Filter the listing below, keeping only the lines with the word "Hooks".
(Data under study begins)
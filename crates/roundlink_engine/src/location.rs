//! Location provider collaborator interface.
//!
//! The engine does not talk to positioning hardware; a collaborator
//! supplies the device's current coordinate, which is used to stamp new
//! strokes recorded "here".

use parking_lot::Mutex;
use roundlink_model::GeoPoint;

/// Supplies the device's current coordinate.
pub trait LocationProvider: Send + Sync {
    /// Returns the current coordinate, or `None` if no fix is
    /// available.
    fn current_location(&self) -> Option<GeoPoint>;
}

/// A location provider returning a settable fixed coordinate.
#[derive(Default)]
pub struct FixedLocationProvider {
    location: Mutex<Option<GeoPoint>>,
}

impl FixedLocationProvider {
    /// Creates a provider with no fix.
    #[must_use]
    pub fn new() -> Self {
        Self::default()
    }

    /// Creates a provider with the given coordinate.
    #[must_use]
    pub fn at(location: GeoPoint) -> Self {
        Self {
            location: Mutex::new(Some(location)),
        }
    }

    /// Sets or clears the coordinate.
    pub fn set(&self, location: Option<GeoPoint>) {
        *self.location.lock() = location;
    }
}

impl LocationProvider for FixedLocationProvider {
    fn current_location(&self) -> Option<GeoPoint> {
        *self.location.lock()
    }
}

#[cfg(test)]
mod tests {
    use super::*;

    #[test]
    fn fixed_provider() {
        let provider = FixedLocationProvider::new();
        assert!(provider.current_location().is_none());

        provider.set(Some(GeoPoint::new(1.0, 2.0)));
        assert_eq!(provider.current_location(), Some(GeoPoint::new(1.0, 2.0)));

        let provider = FixedLocationProvider::at(GeoPoint::new(3.0, 4.0));
        assert_eq!(provider.current_location(), Some(GeoPoint::new(3.0, 4.0)));
    }
}
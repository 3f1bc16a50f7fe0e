//! Error types for the sync engine.

use roundlink_protocol::ProtocolError;
use roundlink_store::{PersistenceError, StoreError};
use thiserror::Error;

/// Result type for sync operations.
pub type SyncResult<T> = Result<T, SyncError>;

/// Errors that can occur during sync operations.
#[derive(Debug, Error)]
pub enum SyncError {
    /// Store validation or state error.
    #[error("store error: {0}")]
    Store(#[from] StoreError),

    /// Durable storage failed.
    #[error("persistence error: {0}")]
    Persistence(#[from] PersistenceError),

    /// Message encode/decode failed.
    #[error("protocol error: {0}")]
    Protocol(#[from] ProtocolError),

    /// Delivery to the peer failed and bounded retry was exhausted.
    ///
    /// Not user-visible as an error on the trigger-driven path: the
    /// operations stay queued and are retried on the next trigger. Only
    /// blocking callers (`sync_now`, `flush_with_retry`) see this.
    #[error("peer unreachable: delivery failed after {attempts} attempts")]
    TransportUnavailable {
        /// How many delivery attempts were made.
        attempts: u32,
    },

    /// The location provider has no current coordinate.
    #[error("current location unavailable")]
    LocationUnavailable,
}

impl SyncError {
    /// Returns true if the operation can be retried later.
    #[must_use]
    pub fn is_retryable(&self) -> bool {
        matches!(self, SyncError::TransportUnavailable { .. })
    }
}
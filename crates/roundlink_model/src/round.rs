//! The round — the unit of replication.

use crate::geo::GeoPoint;
use crate::hole::{Hole, Target};
use crate::id::{RoundId, StrokeId};
use crate::stroke::Stroke;
use crate::time::Timestamp;
use serde::{Deserialize, Serialize};
use std::collections::BTreeSet;

/// A round of golf: the unit of replication between the two replicas.
///
/// Each replica owns exactly one copy of the active round; all
/// coordination happens through message exchange. Strokes are kept in
/// insertion order; their per-hole ordering is carried by
/// [`Stroke::stroke_number`].
///
/// # Invariants
///
/// - `current_hole_index` is a valid index into `holes` whenever `holes`
///   is non-empty
/// - `completed_holes` only contains hole numbers present in `holes`
/// - for every hole, stroke numbers form exactly `1..=n`
#[derive(Debug, Clone, PartialEq, Serialize, Deserialize)]
pub struct Round {
    /// Stable, globally unique identifier.
    pub id: RoundId,
    /// Identifier of the course being played.
    pub course_id: String,
    /// Display name of the course.
    pub course_name: String,
    /// When the round was started.
    pub started_at: Timestamp,
    /// All strokes, in insertion order.
    pub strokes: Vec<Stroke>,
    /// Holes, in play order.
    pub holes: Vec<Hole>,
    /// Numbers of holes the golfer has marked complete.
    pub completed_holes: BTreeSet<u32>,
    /// Index into `holes` of the hole currently being played.
    pub current_hole_index: u32,
    /// User-placed aiming markers, across all holes.
    pub targets: Vec<Target>,
}

impl Round {
    /// Creates a new round with a fresh identifier.
    #[must_use]
    pub fn new(course_id: impl Into<String>, course_name: impl Into<String>, holes: Vec<Hole>) -> Self {
        Self {
            id: RoundId::new(),
            course_id: course_id.into(),
            course_name: course_name.into(),
            started_at: Timestamp::now(),
            strokes: Vec::new(),
            holes,
            completed_holes: BTreeSet::new(),
            current_hole_index: 0,
            targets: Vec::new(),
        }
    }

    /// Returns the hole with the given number, if present.
    #[must_use]
    pub fn hole(&self, number: u32) -> Option<&Hole> {
        self.holes.iter().find(|h| h.number == number)
    }

    /// Returns true if a hole with the given number exists.
    #[must_use]
    pub fn has_hole(&self, number: u32) -> bool {
        self.hole(number).is_some()
    }

    /// Returns the next sequential hole number.
    #[must_use]
    pub fn next_hole_number(&self) -> u32 {
        self.holes.len() as u32 + 1
    }

    /// Returns the stroke with the given identifier, if present.
    #[must_use]
    pub fn stroke(&self, id: StrokeId) -> Option<&Stroke> {
        self.strokes.iter().find(|s| s.id == id)
    }

    /// Returns true if a stroke with the given identifier exists.
    #[must_use]
    pub fn contains_stroke(&self, id: StrokeId) -> bool {
        self.stroke(id).is_some()
    }

    /// Returns the strokes for a hole, ordered by stroke number.
    #[must_use]
    pub fn strokes_for_hole(&self, hole_number: u32) -> Vec<&Stroke> {
        let mut strokes: Vec<&Stroke> = self
            .strokes
            .iter()
            .filter(|s| s.hole_number == hole_number)
            .collect();
        strokes.sort_by_key(|s| s.stroke_number);
        strokes
    }

    /// Returns the number of strokes recorded for a hole.
    #[must_use]
    pub fn stroke_count_for_hole(&self, hole_number: u32) -> u32 {
        self.strokes
            .iter()
            .filter(|s| s.hole_number == hole_number)
            .count() as u32
    }

    /// Returns the stroke number the next stroke on a hole should carry.
    #[must_use]
    pub fn next_stroke_number(&self, hole_number: u32) -> u32 {
        self.stroke_count_for_hole(hole_number) + 1
    }

    /// Appends a stroke.
    pub fn push_stroke(&mut self, stroke: Stroke) {
        self.strokes.push(stroke);
    }

    /// Removes a stroke by identifier and closes the numbering gap on
    /// its hole.
    ///
    /// Returns `false` if no such stroke exists.
    pub fn remove_stroke(&mut self, id: StrokeId) -> bool {
        let Some(pos) = self.strokes.iter().position(|s| s.id == id) else {
            return false;
        };
        let hole_number = self.strokes[pos].hole_number;
        self.strokes.remove(pos);
        self.resequence_hole(hole_number);
        true
    }

    /// Moves a stroke to `new_number` within its hole.
    ///
    /// All other strokes on the hole shift while keeping their relative
    /// order, and stroke numbers are reassigned `1..=n`. Returns `false`
    /// if no such stroke exists. The caller must have validated that
    /// `new_number` is within `1..=n`.
    pub fn move_stroke(&mut self, id: StrokeId, new_number: u32) -> bool {
        let Some(stroke) = self.stroke(id) else {
            return false;
        };
        let hole_number = stroke.hole_number;

        // Per-hole order with the moved stroke extracted and reinserted.
        let mut order: Vec<StrokeId> = self
            .strokes_for_hole(hole_number)
            .iter()
            .map(|s| s.id)
            .collect();
        order.retain(|sid| *sid != id);
        let index = (new_number as usize - 1).min(order.len());
        order.insert(index, id);

        self.apply_hole_order(hole_number, &order);
        true
    }

    /// Replaces all targets for a hole with the given set.
    pub fn replace_targets(&mut self, hole_number: u32, locations: &[GeoPoint]) {
        self.targets.retain(|t| t.hole_number != hole_number);
        self.targets
            .extend(locations.iter().map(|loc| Target::new(hole_number, *loc)));
    }

    /// Returns the targets placed on a hole.
    #[must_use]
    pub fn targets_for_hole(&self, hole_number: u32) -> Vec<&Target> {
        self.targets
            .iter()
            .filter(|t| t.hole_number == hole_number)
            .collect()
    }

    /// Reassigns stroke numbers `1..=n` on a hole, preserving the
    /// current per-hole order.
    fn resequence_hole(&mut self, hole_number: u32) {
        let order: Vec<StrokeId> = self
            .strokes_for_hole(hole_number)
            .iter()
            .map(|s| s.id)
            .collect();
        self.apply_hole_order(hole_number, &order);
    }

    /// Writes stroke numbers back so the hole's strokes follow `order`.
    fn apply_hole_order(&mut self, hole_number: u32, order: &[StrokeId]) {
        for stroke in &mut self.strokes {
            if stroke.hole_number != hole_number {
                continue;
            }
            if let Some(pos) = order.iter().position(|id| *id == stroke.id) {
                stroke.stroke_number = pos as u32 + 1;
            }
        }
    }
}
//! One replica: explicit wiring of store, queue, coordinator, and
//! transport.

use crate::config::{DeviceRole, SyncConfig};
use crate::coordinator::SyncCoordinator;
use crate::error::{SyncError, SyncResult};
use crate::location::LocationProvider;
use crate::queue::PendingOperationQueue;
use crate::transport::Transport;
use roundlink_model::{ClubId, Round, Stroke, StrokeAnnotations};
use roundlink_store::{Persistence, RoundStore};
use std::sync::Arc;
use tracing::info;

/// One process instance of the replication stack.
///
/// Construction is explicit dependency injection: one store, one queue,
/// one coordinator, and one transport per process, with no globally
/// reachable shared state. Two `Replica`s — one
/// [`Primary`](DeviceRole::Primary), one
/// [`Secondary`](DeviceRole::Secondary) — connected by a single logical
/// transport channel form the full system.
pub struct Replica {
    role: DeviceRole,
    store: Arc<RoundStore>,
    coordinator: Arc<SyncCoordinator>,
}

impl Replica {
    /// Opens the store and queue from persistence and wires the
    /// coordinator to the transport.
    pub fn new(
        config: SyncConfig,
        persistence: Arc<dyn Persistence>,
        transport: Arc<dyn Transport>,
    ) -> SyncResult<Self> {
        let role = config.role;
        let store = Arc::new(RoundStore::open(Arc::clone(&persistence))?);
        let queue = PendingOperationQueue::open(persistence)?;
        let coordinator = SyncCoordinator::start(config, Arc::clone(&store), queue, transport);

        info!(role = role.as_str(), "replica started");
        Ok(Self {
            role,
            store,
            coordinator,
        })
    }

    /// Returns this replica's role.
    pub fn role(&self) -> DeviceRole {
        self.role
    }

    /// Returns the round store.
    pub fn store(&self) -> &Arc<RoundStore> {
        &self.store
    }

    /// Returns the sync coordinator.
    pub fn coordinator(&self) -> &Arc<SyncCoordinator> {
        &self.coordinator
    }

    /// Records a stroke at the device's current location.
    pub fn add_stroke_here(
        &self,
        hole_number: u32,
        club_id: ClubId,
        annotations: StrokeAnnotations,
        location: &dyn LocationProvider,
    ) -> SyncResult<Stroke> {
        let point = location
            .current_location()
            .ok_or(SyncError::LocationUnavailable)?;
        Ok(self
            .store
            .add_stroke(hole_number, point, club_id, annotations)?)
    }

    /// Fully synchronizes, then retires the round and returns its final
    /// value.
    ///
    /// Fails without retiring if the peer cannot be reached within the
    /// configured retry budget; the round stays active so it can be
    /// ended once connectivity returns.
    pub fn end_round(&self) -> SyncResult<Round> {
        self.coordinator.sync_now()?;
        Ok(self.store.end_round()?)
    }
}

#[cfg(test)]
mod tests {
    use super::*;
    use crate::config::RetryConfig;
    use crate::location::FixedLocationProvider;
    use crate::transport::MockTransport;
    use roundlink_model::{GeoPoint, Hole};
    use roundlink_store::{MemoryPersistence, RoundPhase};
    use std::time::Duration;

    fn quick_retry() -> RetryConfig {
        RetryConfig::new(2)
            .with_initial_delay(Duration::from_millis(1))
            .without_jitter()
    }

    fn replica(transport: Arc<MockTransport>) -> Replica {
        Replica::new(
            SyncConfig::new(DeviceRole::Primary).with_retry(quick_retry()),
            Arc::new(MemoryPersistence::new()),
            transport,
        )
        .unwrap()
    }

    #[test]
    fn add_stroke_here_uses_the_location_provider() {
        let transport = MockTransport::new();
        let replica = replica(transport);
        replica
            .store()
            .start_round("c1", "Course", vec![Hole::new(
                1,
                GeoPoint::new(0.0, 0.0),
                None,
            )])
            .unwrap();

        let provider = FixedLocationProvider::new();
        let result = replica.add_stroke_here(
            1,
            ClubId::new(),
            StrokeAnnotations::default(),
            &provider,
        );
        assert!(matches!(result, Err(SyncError::LocationUnavailable)));

        provider.set(Some(GeoPoint::new(36.5, -121.9)));
        let stroke = replica
            .add_stroke_here(1, ClubId::new(), StrokeAnnotations::default(), &provider)
            .unwrap();
        assert_eq!(stroke.location, GeoPoint::new(36.5, -121.9));
    }

    #[test]
    fn end_round_synchronizes_then_retires() {
        let transport = MockTransport::new();
        let replica = replica(transport.clone());
        replica
            .store()
            .start_round("c1", "Course", vec![Hole::new(
                1,
                GeoPoint::new(0.0, 0.0),
                None,
            )])
            .unwrap();

        let ended = replica.end_round().unwrap();
        assert_eq!(ended.course_id, "c1");
        assert_eq!(replica.store().phase(), RoundPhase::Retired);

        // start_round snapshot + the final sync_now broadcast.
        assert!(transport.sent().len() >= 2);
    }

    #[test]
    fn end_round_fails_without_retiring_when_unreachable() {
        let transport = MockTransport::new();
        let replica = replica(transport.clone());
        replica
            .store()
            .start_round("c1", "Course", Vec::new())
            .unwrap();

        transport.set_reachable(false);
        let result = replica.end_round();
        assert!(matches!(
            result,
            Err(SyncError::TransportUnavailable { .. })
        ));
        assert_eq!(replica.store().phase(), RoundPhase::Active);

        transport.set_reachable(true);
        replica.end_round().unwrap();
        assert_eq!(replica.store().phase(), RoundPhase::Retired);
    }
}
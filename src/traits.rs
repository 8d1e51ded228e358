//! Core Plugin Trait
//!
//! The single polymorphic interface every plugin implements. Plugins are
//! handed to the registry by explicit registration call; there is no implicit
//! runtime module scanning.

use async_trait::async_trait;

use crate::context::DiscoveryContext;
use crate::descriptor::PluginDescriptor;
use crate::error::PluginResult;

/// A pre/post-compile action plugin
///
/// The executor invokes [`execute`](Plugin::execute) exactly once per
/// pipeline run, strictly in resolved order, with the run's shared
/// [`DiscoveryContext`]. An `Err` marks this plugin's execution item failed
/// and, by default, does not prevent subsequent plugins from running.
///
/// Hooks run one at a time: a plugin may mutate shared workspace state, and
/// must not assume isolation from earlier plugins' filesystem side effects.
#[async_trait]
pub trait Plugin: Send + Sync {
    /// Plugin identity and metadata
    fn descriptor(&self) -> &PluginDescriptor;

    /// The hook receiving control from the scheduler
    async fn execute(&self, ctx: &DiscoveryContext) -> PluginResult<()>;
}
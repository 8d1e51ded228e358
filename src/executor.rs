//! Plugin Executor
//!
//! Walks the resolved order, invoking each active plugin's hook with the
//! shared discovery context. Per-plugin failures are captured into the
//! report instead of propagating; one plugin's failure does not, by default,
//! prevent subsequent plugins from running.

use std::time::Instant;

use crate::context::DiscoveryContext;
use crate::registry::PluginRegistry;
use crate::report::{ExecutionItem, ExecutionReport};

/// Sequential scheduler for one pipeline run
///
/// Structural errors (duplicate ids, cycles, missing dependencies) surface
/// from registration and `resolve_order` before `run` is ever invoked; `run`
/// itself never fails.
#[derive(Debug, Clone, Default)]
pub struct PluginExecutor {
    fail_fast: bool,
}

impl PluginExecutor {
    /// Executor with the default continue-on-failure policy
    pub fn new() -> Self {
        Self { fail_fast: false }
    }

    /// Stop scheduling further plugins after the first failure
    pub fn with_fail_fast(mut self, fail_fast: bool) -> Self {
        self.fail_fast = fail_fast;
        self
    }

    /// Run the ordered active plugins against the context
    ///
    /// Hooks run strictly one at a time in the given order; a hook may
    /// mutate shared workspace state, so correctness depends on that
    /// serialization. Cancellation via the context's token stops scheduling
    /// of further plugins; it never preempts a running hook, and no timeout
    /// is imposed.
    pub async fn run(&self, registry: &PluginRegistry, order: &[String], ctx: &DiscoveryContext) -> ExecutionReport {
        let mut report = ExecutionReport::new();

        for plugin_id in order {
            if ctx.is_canceled() {
                log::warn!("run canceled before plugin '{}'", plugin_id);
                break;
            }
            let Some(record) = registry.get(plugin_id) else {
                log::warn!("plugin '{}' disappeared from registry; skipped", plugin_id);
                continue;
            };
            if !record.is_active() {
                log::debug!("plugin '{}' deactivated since ordering; skipped", plugin_id);
                continue;
            }

            let name = record.descriptor().name.clone();
            let start = Instant::now();
            let result = record.plugin().execute(ctx).await;
            let duration_ms = start.elapsed().as_secs_f64() * 1000.0;

            match result {
                Ok(()) => {
                    log::info!("plugin '{}' ok ({:.1} ms)", plugin_id, duration_ms);
                    report.add(ExecutionItem::ok(plugin_id.clone(), name, duration_ms));
                }
                Err(err) => {
                    let message = err.to_string();
                    log::error!("plugin '{}' failed ({:.1} ms): {}", plugin_id, duration_ms, message);
                    report.add(ExecutionItem::failed(plugin_id.clone(), name, duration_ms, message));
                    if self.fail_fast {
                        log::warn!("fail-fast: stopping after '{}'", plugin_id);
                        break;
                    }
                }
            }
        }

        log::info!("{}", report.summary());
        for item in report.failed() {
            log::error!("failed plugin '{}': {}", item.plugin_id, item.error);
        }
        report
    }
}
(Data under study ends)
§ **Solved exercise**
/// Hooks run one at a time: a plugin may mutate shared workspace state, and
    /// Hooks run strictly one at a time in the given order; a hook may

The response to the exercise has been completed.